Te Ra Awatea Kemp, a Bachelor of Visual Arts student, memorialises her great grandmother in this artwork.

Ra Awatea, my tipuna, was born shortly after the First World War. Named by her brother upon arrival from the frontline, he inadvertently named me nearly a century later. She was beaten at school for speaking Te Reo and beaten at home for speaking English. She grew up knowing that she was destined for a tono marriage in order to bring peace between Te Ati Awa and Ngāti Raukawa. 

When she married into the Rikihana family, she moved to Ōtaki to start her new life, and although the marriage was between two esteemed whanau, Ra Awatea lived in poverty. Separated from family, she made her own, giving birth to seven children. It was around this time that Ngāti Raukawa land became highly taxed by the government, and any wealth that was leftover from the aftereffects of the Land Wars was taken by the council. Ra Awatea's new family was taxed twice every year, the rates would equality to $1200NZD by today's standards. The purpose of taxing people for the land they had always owned was to strip them of their wealth and eventually claim the land once no one could afford the tax anymore.

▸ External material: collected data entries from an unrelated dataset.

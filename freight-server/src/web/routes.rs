//! HTTP route handlers.

use axum::{
    Json, Router,
    extract::{Path, State},
    http::StatusCode,
    response::IntoResponse,
    routing::{get, post},
};

use crate::distance::DistanceError;
use crate::domain::{RequestId, RouteId};
use crate::pricing::{self, PricingError};
use crate::routing::{RoutingError, build_available_routes};
use crate::store::{RequestStore, RouteStore, StoreError};

use super::dto::*;
use super::state::AppState;

/// Create the application router.
pub fn create_router(state: AppState) -> Router {
    Router::new()
        .route("/health", get(health))
        .route("/requests/:id", get(get_request))
        .route("/requests/:id/routes", get(list_routes))
        .route("/requests/:id/calculate-routes", post(calculate_routes))
        .route(
            "/requests/:id/routes/:route_id/calculate-price",
            post(calculate_route_price),
        )
        .route("/requests/:id/calculate-prices", post(calculate_all_prices))
        .with_state(state)
}

/// Health check endpoint.
async fn health() -> &'static str {
    "ok"
}

/// Fetch one quote request.
async fn get_request(
    State(state): State<AppState>,
    Path(id): Path<u64>,
) -> Result<Json<RequestDto>, AppError> {
    let request = state.store.request(RequestId(id))?;
    Ok(Json(RequestDto::from(&request)))
}

/// List a request's candidate routes.
async fn list_routes(
    State(state): State<AppState>,
    Path(id): Path<u64>,
) -> Result<Json<Vec<RouteOptionDto>>, AppError> {
    // 404 for unknown requests rather than an empty list.
    let request = state.store.request(RequestId(id))?;
    let routes = state.store.routes_for_request(request.id)?;
    Ok(Json(routes.iter().map(RouteOptionDto::from).collect()))
}

/// Rebuild the candidate routes for a request.
///
/// Existing routes are discarded first, so repeated calls converge on the
/// current reference data instead of accumulating stale candidates.
async fn calculate_routes(
    State(state): State<AppState>,
    Path(id): Path<u64>,
) -> Result<Json<Vec<RouteOptionDto>>, AppError> {
    let request = state.store.request(RequestId(id))?;

    let removed = state.store.delete_routes_for_request(request.id)?;
    if removed > 0 {
        tracing::debug!(request_id = %request.id, removed, "discarded stale routes");
    }

    let routes = build_available_routes(state.store.as_ref(), &request)?;
    Ok(Json(routes.iter().map(RouteOptionDto::from).collect()))
}

/// Price a single route option.
async fn calculate_route_price(
    State(state): State<AppState>,
    Path((id, route_id)): Path<(u64, u64)>,
) -> Result<Json<RouteOptionDto>, AppError> {
    let route = state.store.route(RouteId(route_id))?;
    if route.request_id != RequestId(id) {
        return Err(AppError::NotFound {
            message: format!("route option {route_id} not found"),
        });
    }

    let priced =
        pricing::calculate_route_price(state.store.as_ref(), state.distance.as_ref(), &route)
            .await?;
    Ok(Json(RouteOptionDto::from(&priced)))
}

/// Price every route option of a request and record the cheapest and
/// fastest on it.
async fn calculate_all_prices(
    State(state): State<AppState>,
    Path(id): Path<u64>,
) -> Result<Json<PricingReportDto>, AppError> {
    let report = pricing::calculate_all_request_routes(
        state.store.as_ref(),
        state.distance.as_ref(),
        RequestId(id),
    )
    .await?;
    Ok(Json(PricingReportDto::from(&report)))
}

/// Application error with HTTP status mapping.
#[derive(Debug)]
pub enum AppError {
    BadRequest { message: String },
    NotFound { message: String },
    Unprocessable { message: String },
    Upstream { message: String },
    Internal { message: String },
}

impl From<StoreError> for AppError {
    fn from(e: StoreError) -> Self {
        match e {
            StoreError::RequestNotFound(_) | StoreError::RouteNotFound(_) => AppError::NotFound {
                message: e.to_string(),
            },
            StoreError::Backend(_) => AppError::Internal {
                message: e.to_string(),
            },
        }
    }
}

impl From<RoutingError> for AppError {
    fn from(e: RoutingError) -> Self {
        match e {
            RoutingError::MissingGeocoding => AppError::BadRequest {
                message: e.to_string(),
            },
            RoutingError::Store(err) => err.into(),
            RoutingError::Domain(_) => AppError::Internal {
                message: e.to_string(),
            },
        }
    }
}

impl From<PricingError> for AppError {
    fn from(e: PricingError) -> Self {
        match e {
            PricingError::MissingRequiredField(_)
            | PricingError::MissingCountryCode
            | PricingError::MissingStartTime => AppError::BadRequest {
                message: e.to_string(),
            },
            PricingError::TruckingRateNotFound(_)
            | PricingError::AirportRateNotFound { .. }
            | PricingError::AirlineRateNotFound { .. }
            | PricingError::NoFlightFound { .. } => AppError::Unprocessable {
                message: e.to_string(),
            },
            PricingError::Distance(DistanceError::MissingCoordinates) => AppError::BadRequest {
                message: e.to_string(),
            },
            PricingError::Distance(_) => AppError::Upstream {
                message: e.to_string(),
            },
            PricingError::Store(err) => err.into(),
        }
    }
}

impl IntoResponse for AppError {
    fn into_response(self) -> axum::response::Response {
        let (status, message) = match self {
            AppError::BadRequest { message } => (StatusCode::BAD_REQUEST, message),
            AppError::NotFound { message } => (StatusCode::NOT_FOUND, message),
            AppError::Unprocessable { message } => (StatusCode::UNPROCESSABLE_ENTITY, message),
            AppError::Upstream { message } => (StatusCode::BAD_GATEWAY, message),
            AppError::Internal { message } => (StatusCode::INTERNAL_SERVER_ERROR, message),
        };

        tracing::warn!(status = %status, "{message}");

        let body = Json(ErrorResponse { error: message });
        (status, body).into_response()
    }
}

Without land or money, 'Rikiville' became a ghetto. Poverty stricken, Ra Awatea's children would live in an unfinished house and fish with kerosene cans. Ra Awatea would work as a maid for many years to come. Ra Awatea had a loving marriage. She served her community at the marae and would make the best sweets for manuhiri. She would grow every rose in her garden and shape the bushes into playing card symbols. Her children went on to university and then endeavoured to reclaim their ancestral land. In the 2010's Ra Awatea's children, grandchildren and great grandchildren came together to buy back a small portion of iwi land and succeeded.

I never met my great Grandmother, but I know her now.